Homes for a £ – Scene 9 Warming to the idea

Since Building Control signed the house off back in June i’ve taken my foot off the gas and have been enjoying the upstairs of my house that is complete and completely lovely to be in. The bottom half of the house needs flooring before its habitable however the underfloor heating (UFH) needs to go down before that and because I haven’t had the money for UFH, the downstairs has stalled. The below pictures showing the downstairs chipboard flooring covering.

After Liverpool City Council issued a press release that i’d been signed off, I was getting a lot of media coverage. I was able to drive a lot of traffic to my Instagram Account and built up 9k followers. For certain businesses this is enough to consider me influential and offer discounted products in return for exposure of said products through my account. Since this is the world we find ourselves in, I approach Wunda UFH and they agree to a 50% discount with some conditions.

The conditions

I was thrilled and began in earnest to prep. I soon realised that despite the discount from Wunda, the installation of a wet UFH system was still going to set me back around £1000, plus the plumber and electrician and then the mammoth task of prepping and installing the whole downstairs alone. If my grey hairs have taught me anything from this house renovation its to tackle one small job at a time. Installing a wet underfloor heating system cannot be broken down into small parts, once the pipes are in, you need a plumber and electrician on standby and then you need to cover up with flooring immediately to protect the pipes. This was starting to stress me out as I knew the job required meticulous execution if it was going to work, and I’m not very meticulous so it was back to the drawing board for me.
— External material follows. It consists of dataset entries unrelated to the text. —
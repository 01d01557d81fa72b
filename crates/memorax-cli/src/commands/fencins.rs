use std::cell::Cell;

use miette::Result;

use memorax_engine::cegar::{pb_cegar, CegarOptions, CegarOutcome};
use memorax_engine::pb::PbCommon;
use memorax_engine::pdual::DualCommon;
use memorax_engine::reachability::{reachability, ReachResult, SearchStats};
use memorax_engine::sb::SbCommon;
use memorax_engine::vips::{reachability_vips, VipsCommon};
use memorax_machine::Machine;

use memorax_fencins::{fencins, tso_candidates, vips_candidates, FencinsOutcome, MinAspect};

use crate::cli::{Abstraction, Commands, FMin};
use crate::commands::helpers::load_machine;

pub(crate) fn run(command: Commands, json: bool) -> Result<()> {
    let Commands::Fencins {
        file,
        abstraction,
        fmin,
        only_one,
        k,
        cegar,
        max_refinements,
        rff,
    } = command
    else {
        unreachable!("dispatched on the Fencins variant");
    };
    let machine = load_machine(&file, rff)?;

    let fmin = fmin.unwrap_or(match abstraction {
        Abstraction::Vips => FMin::Subset,
        _ => FMin::Cheap,
    });
    if abstraction == Abstraction::Vips && fmin == FMin::Cheap {
        return Err(miette::miette!(
            "Unsupported combination: the cheap minimality criterion needs locked \
             writes, which the vips abstraction does not analyze"
        ));
    }
    let aspect = match fmin {
        FMin::Cheap => {
            println!("Searching for cheap synchronization sets.");
            MinAspect::Cheap
        }
        FMin::Subset => {
            println!("Searching for subset minimal synchronization sets.");
            MinAspect::Subset
        }
        FMin::Cost => {
            println!("Searching for cost minimal synchronization sets.");
            MinAspect::Cost
        }
    };

    let budget_exhausted = Cell::new(false);
    let outcome = match abstraction {
        Abstraction::Sb => fencins(
            &machine,
            aspect,
            only_one,
            |m| {
                let common = SbCommon::new(m.clone());
                reachability(&common, common.bad_states())
            },
            tso_candidates,
        ),
        Abstraction::Pdual => {
            // Surface the unsupported-machine case before the loop; the
            // rewritten machines only ever add fences and single-location
            // locked writes.
            DualCommon::new(machine.clone()).map_err(|e| miette::miette!("{e}"))?;
            fencins(
                &machine,
                aspect,
                only_one,
                |m| {
                    let common = DualCommon::new(m.clone())
                        .unwrap_or_else(|_| unreachable!("syncs keep locked writes single-location"));
                    reachability(&common, common.bad_states())
                },
                tso_candidates,
            )
        }
        Abstraction::Pb => {
            let predicates = if machine.predicates.is_empty() {
                PbCommon::extract_predicates(&machine)
            } else {
                machine.predicates.clone()
            };
            fencins(
                &machine,
                aspect,
                only_one,
                |m| {
                    if cegar {
                        match pb_cegar(
                            m,
                            predicates.clone(),
                            &CegarOptions {
                                k,
                                max_refinements,
                            },
                        ) {
                            CegarOutcome::Reachable { trace, .. } => ReachResult::Reachable {
                                trace,
                                stats: SearchStats::default(),
                            },
                            CegarOutcome::Unreachable { .. } => ReachResult::Unreachable {
                                stats: SearchStats::default(),
                            },
                            CegarOutcome::BudgetExhausted { .. } => {
                                budget_exhausted.set(true);
                                ReachResult::Unreachable {
                                    stats: SearchStats::default(),
                                }
                            }
                        }
                    } else {
                        let common = PbCommon::new(k, m.clone(), predicates.clone());
                        reachability(&common, common.bad_states())
                    }
                },
                tso_candidates,
            )
        }
        Abstraction::Vips => {
            VipsCommon::new(machine.clone()).map_err(|e| miette::miette!("{e}"))?;
            fencins(
                &machine,
                aspect,
                only_one,
                |m| {
                    let common = VipsCommon::new(m.clone())
                        .unwrap_or_else(|_| unreachable!("syncs do not remove domains"));
                    reachability_vips(&common)
                },
                vips_candidates,
            )
        }
    };

    if budget_exhausted.get() {
        println!("RESULT: REFINEMENT_BUDGET_EXHAUSTED");
        println!("The refinement budget ran out before fence insertion could conclude.");
        return Ok(());
    }
    print_sync_sets(&machine, &outcome);
    if json {
        let sets: Vec<Vec<String>> = outcome
            .sync_sets
            .iter()
            .map(|set| set.iter().map(|s| s.to_string()).collect())
            .collect();
        let line = serde_json::json!({
            "command": "fencins",
            "abstraction": abstraction.name(),
            "unsafe_regardless": outcome.unsafe_regardless,
            "sync_sets": sets,
        });
        println!("{line}");
    }
    Ok(())
}

fn print_sync_sets(machine: &Machine, outcome: &FencinsOutcome) {
    let n = outcome.sync_sets.len();
    if n == 0 {
        println!("Found 0 synchronization sets.");
        if outcome.unsafe_regardless {
            println!();
            println!("NOTICE: This means that the program is unsafe regardless of fences!");
        }
        return;
    }
    println!("Found {n} synchronization set{}:", if n == 1 { "" } else { "s" });
    for (i, set) in outcome.sync_sets.iter().enumerate() {
        println!("Sync set #{i}:");
        if set.is_empty() {
            println!("  (No synchronizations)");
            println!("  (This means that the program is safe without any additional fences.)");
        } else {
            for sync in set {
                println!("  {}", sync.pretty(machine));
            }
        }
    }
}
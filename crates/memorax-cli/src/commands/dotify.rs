use std::io::Write as _;
use std::process::Command;

use miette::{IntoDiagnostic, Result};

use crate::cli::Commands;
use crate::commands::helpers::load_machine;

pub(crate) fn run(command: Commands) -> Result<()> {
    let Commands::Dotify { file, output, rff } = command else {
        unreachable!("dispatched on the Dotify variant");
    };
    let machine = load_machine(&file, rff)?;
    let dot = machine.to_dot();

    let mut tmp = tempfile::NamedTempFile::new().into_diagnostic()?;
    tmp.write_all(dot.as_bytes()).into_diagnostic()?;
    tmp.flush().into_diagnostic()?;

    let status = Command::new("dot")
        .arg("-Tpdf")
        .arg(tmp.path())
        .arg("-o")
        .arg(&output)
        .status();
    match status {
        Ok(s) if s.success() => println!("Wrote pdf to {}", output.display()),
        _ => println!("Failed to dotify automata (is graphviz installed?)"),
    }
    Ok(())
}
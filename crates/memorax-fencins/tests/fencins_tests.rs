//! Fence insertion end to end over the store-buffering litmus.

use std::collections::BTreeSet;

use memorax_engine::reachability::{reachability, ReachResult};
use memorax_engine::sb::SbCommon;
use memorax_engine::vips::{reachability_vips, VipsCommon};
use memorax_fencins::{
    apply_syncs, fencins, tso_candidates, vips_candidates, FencinsOutcome, MinAspect, Sync,
};
use memorax_machine::lang::{Instr, Nml};
use memorax_machine::Machine;

fn build(src: &str) -> Machine {
    let program = memorax_dsl::parse(src, "test.rmm").expect("parse failed");
    Machine::from_ast(&program, src, "test.rmm").expect("machine build failed")
}

const LITMUS: &str = r#"
forbidden CS CS

data
  x = 0 : [0:1]
  y = 0 : [0:1]

process
text
  L0: write: x := 1;
  L1: read: y = 0;
  CS: nop

process
text
  M0: write: y := 1;
  M1: read: x = 0;
  CS: nop
"#;

fn sb_reach(machine: &Machine) -> ReachResult {
    let common = SbCommon::new(machine.clone());
    reachability(&common, common.bad_states())
}

fn run(aspect: MinAspect, only_one: bool) -> FencinsOutcome {
    let machine = build(LITMUS);
    fencins(&machine, aspect, only_one, sb_reach, tso_candidates)
}

#[test]
fn subset_minimal_sets_fence_both_branches() {
    let outcome = run(MinAspect::Subset, false);
    assert!(!outcome.unsafe_regardless);
    assert!(!outcome.sync_sets.is_empty(), "the litmus is fencable");
    let machine = build(LITMUS);
    for set in &outcome.sync_sets {
        // One synchronization per process, between its write and its
        // read.
        assert_eq!(set.len(), 2, "unexpected set {set:?}");
        let pids: BTreeSet<usize> = set.iter().map(Sync::pid).collect();
        assert_eq!(pids.len(), 2);
        // Every returned set must actually make the program safe.
        let (rewritten, _) = apply_syncs(&machine, set.iter());
        assert!(
            !sb_reach(&rewritten).is_reachable(),
            "returned set does not protect the program: {set:?}"
        );
    }
    // The pure-fence solution is among the subset-minimal ones.
    assert!(outcome
        .sync_sets
        .iter()
        .any(|set| set.iter().all(|s| matches!(s, Sync::Fence { .. }))));
}

#[test]
fn cost_minimal_sets_have_two_syncs() {
    let outcome = run(MinAspect::Cost, false);
    assert!(!outcome.unsafe_regardless);
    assert!(!outcome.sync_sets.is_empty());
    assert!(outcome.sync_sets.iter().all(|s| s.len() == 2));
}

#[test]
fn only_one_stops_after_first_solution() {
    let outcome = run(MinAspect::Subset, true);
    assert_eq!(outcome.sync_sets.len(), 1);
}

#[test]
fn cheap_finds_a_lock_write_set() {
    let outcome = run(MinAspect::Cheap, false);
    assert!(!outcome.unsafe_regardless);
    assert_eq!(outcome.sync_sets.len(), 1);
    let set = &outcome.sync_sets[0];
    assert!(!set.is_empty());
    assert!(set.iter().all(Sync::is_lock_write));
    let machine = build(LITMUS);
    let (rewritten, _) = apply_syncs(&machine, set.iter());
    assert!(!sb_reach(&rewritten).is_reachable());
}

/// A witness that needs a stale cached copy: the atomic write publishes
/// `x` and `f` together, so once `f = 1` is observed, only a copy of
/// `x` fetched before the write can still read 0.
const STALE: &str = r#"
forbidden E0 E1

data
  x = 0 : [0:1]
  f = 0 : [0:1]

process
text
  A: read: f = 1;
  B: read: x = 0;
  E0: nop

process
text
  W: locked { write: x := 1; write: f := 1 };
  E1: nop
"#;

fn vips_reach(machine: &Machine) -> ReachResult {
    let common = VipsCommon::new(machine.clone()).expect("vips context");
    reachability_vips(&common)
}

#[test]
fn vips_stale_read_is_reachable() {
    let machine = build(STALE);
    assert!(vips_reach(&machine).is_reachable());
}

#[test]
fn syncrd_blocks_the_stale_read() {
    let machine = build(STALE);
    let read = machine.automata[0]
        .transitions
        .iter()
        .find(|t| matches!(&t.instr, Instr::ReadAssert { nml: Nml::Global(0), .. }))
        .expect("the x read")
        .clone();
    let sync = Sync::Syncrd {
        pid: 0,
        source: read.source,
        target: read.target,
        nml: Nml::Global(0),
    };
    let (rewritten, _) = apply_syncs(&machine, [&sync]);
    assert!(
        !vips_reach(&rewritten).is_reachable(),
        "a synchronized read must observe the published value"
    );
}

#[test]
fn vips_fencins_offers_a_syncrd_solution() {
    let machine = build(STALE);
    let outcome = fencins(
        &machine,
        MinAspect::Subset,
        false,
        vips_reach,
        vips_candidates,
    );
    assert!(!outcome.unsafe_regardless);
    assert!(!outcome.sync_sets.is_empty(), "the stale read is fencable");
    for set in &outcome.sync_sets {
        let (rewritten, _) = apply_syncs(&machine, set.iter());
        assert!(
            !vips_reach(&rewritten).is_reachable(),
            "returned set does not protect the program: {set:?}"
        );
    }
    // Synchronizing the one stale read suffices on its own; it must be
    // among the subset-minimal solutions.
    assert!(
        outcome
            .sync_sets
            .iter()
            .any(|set| set.len() == 1 && set.iter().all(Sync::is_syncrd)),
        "solutions: {:?}",
        outcome.sync_sets
    );
}

#[test]
fn sequentially_unsafe_program_is_reported_as_unfencable() {
    // The forbidden tuple is reached without any reordering; no fence
    // placement can help.
    let src = r#"
forbidden BAD0 BAD1

data
  x = 0 : [0:1]

process
text
  BAD0: nop

process
text
  BAD1: nop
"#;
    let machine = build(src);
    let outcome = fencins(&machine, MinAspect::Subset, false, sb_reach, tso_candidates);
    assert!(outcome.unsafe_regardless);
    assert!(outcome.sync_sets.is_empty());
}
//! MARCXML serialization of exported records.
//!
//! Output follows the Library of Congress MARC21 slim schema
//! (<https://www.loc.gov/standards/marcxml/>): `tag`, `ind1`, `ind2` and
//! `code` are XML attributes and the root element carries
//! `xmlns="http://www.loc.gov/MARC21/slim"`. Data fields are written in the
//! order they were emitted.
//!
//! # Examples
//!
//! ```
//! use archmarc::{marcxml, Field, Leader, Record};
//!
//! let mut record = Record::new(Leader::archival());
//! let mut field = Field::new("245".to_string(), '0', '0');
//! field.add_subfield_str('a', "Smith Papers");
//! record.add_field(field);
//!
//! let xml = marcxml::record_to_marcxml(&record).unwrap();
//! assert!(xml.contains(r#"<datafield tag="245" ind1="0" ind2="0">"#));
//! ```

use quick_xml::se::to_string as xml_to_string;
use serde::Serialize;

use crate::error::{ExportError, Result};
use crate::record::Record;

/// The MARCXML namespace URI.
const MARCXML_NS: &str = "http://www.loc.gov/MARC21/slim";

const XML_DECLARATION: &str = "<?xml version=\"1.0\" encoding=\"UTF-8\"?>";

#[derive(Debug, Serialize)]
#[serde(rename = "record")]
struct MarcxmlRecord<'a> {
    leader: String,
    controlfield: Vec<MarcxmlControlField<'a>>,
    datafield: Vec<MarcxmlDataField<'a>>,
}

#[derive(Debug, Serialize)]
struct MarcxmlControlField<'a> {
    #[serde(rename = "@tag")]
    tag: &'a str,
    #[serde(rename = "$value")]
    value: &'a str,
}

#[derive(Debug, Serialize)]
struct MarcxmlDataField<'a> {
    #[serde(rename = "@tag")]
    tag: &'a str,
    #[serde(rename = "@ind1")]
    ind1: char,
    #[serde(rename = "@ind2")]
    ind2: char,
    subfield: Vec<MarcxmlSubfield<'a>>,
}

#[derive(Debug, Serialize)]
struct MarcxmlSubfield<'a> {
    #[serde(rename = "@code")]
    code: char,
    #[serde(rename = "$value")]
    value: &'a str,
}

#[derive(Debug, Serialize)]
#[serde(rename = "collection")]
struct MarcxmlCollection<'a> {
    record: Vec<MarcxmlRecord<'a>>,
}

impl<'a> MarcxmlRecord<'a> {
    fn from_record(record: &'a Record) -> Result<Self> {
        let controlfield = record
            .control_fields_iter()
            .map(|(tag, value)| MarcxmlControlField { tag, value })
            .collect();

        let datafield = record
            .fields()
            .map(|field| MarcxmlDataField {
                tag: &field.tag,
                ind1: field.indicator1,
                ind2: field.indicator2,
                subfield: field
                    .subfields()
                    .map(|sf| MarcxmlSubfield {
                        code: sf.code,
                        value: &sf.value,
                    })
                    .collect(),
            })
            .collect();

        Ok(MarcxmlRecord {
            leader: record.leader.to_leader_string()?,
            controlfield,
            datafield,
        })
    }
}

/// Serialize one record as a standalone MARCXML document.
///
/// # Errors
///
/// Returns an error if the leader is malformed or XML serialization fails.
pub fn record_to_marcxml(record: &Record) -> Result<String> {
    let body = xml_to_string(&MarcxmlRecord::from_record(record)?)
        .map_err(|e| ExportError::Serialization(format!("Failed to serialize to MARCXML: {e}")))?;

    let body = body.replacen("<record>", &format!("<record xmlns=\"{MARCXML_NS}\">"), 1);
    Ok(format!("{XML_DECLARATION}{body}"))
}

/// Serialize several records as one `<collection>` document, in the given
/// order.
///
/// # Errors
///
/// Returns an error if any leader is malformed or XML serialization fails.
pub fn records_to_marcxml_collection(records: &[Record]) -> Result<String> {
    let record = records
        .iter()
        .map(MarcxmlRecord::from_record)
        .collect::<Result<Vec<_>>>()?;

    let body = xml_to_string(&MarcxmlCollection { record })
        .map_err(|e| ExportError::Serialization(format!("Failed to serialize to MARCXML: {e}")))?;

    let body = body.replacen(
        "<collection>",
        &format!("<collection xmlns=\"{MARCXML_NS}\">"),
        1,
    );
    Ok(format!("{XML_DECLARATION}{body}"))
}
Electric underfloor heating installed in the bathroom was piquing my interest

The bathroom was bringing me a lot of joy of late as the autumn cold set in it is the only room downstairs that is finished and warm. I had my tiler, back in February, install a small 2 meter roll of electric underfloor heating from Fastwarm. I was now putting it to the test to see if it could be a space heater. With the door closed it was not only heating the floor but heating the space too. The 60mm insulated walls were paying me back here.

The more research I did the more I grew in confidence. I decided to focus on the small back bedroom first and went ahead and bought a 12m roll of the electric underfloor heating kit, tile backer boards and 9 bags of self levelling compound. I always loved the idea of a concrete floor finish so I bought the top of the range SLC and decided that was going to be my finish flooring.

All the materials came in at around £500 and more importantly it looked doable alone. I booked two weeks off work and set about prepping myself and the room for the job.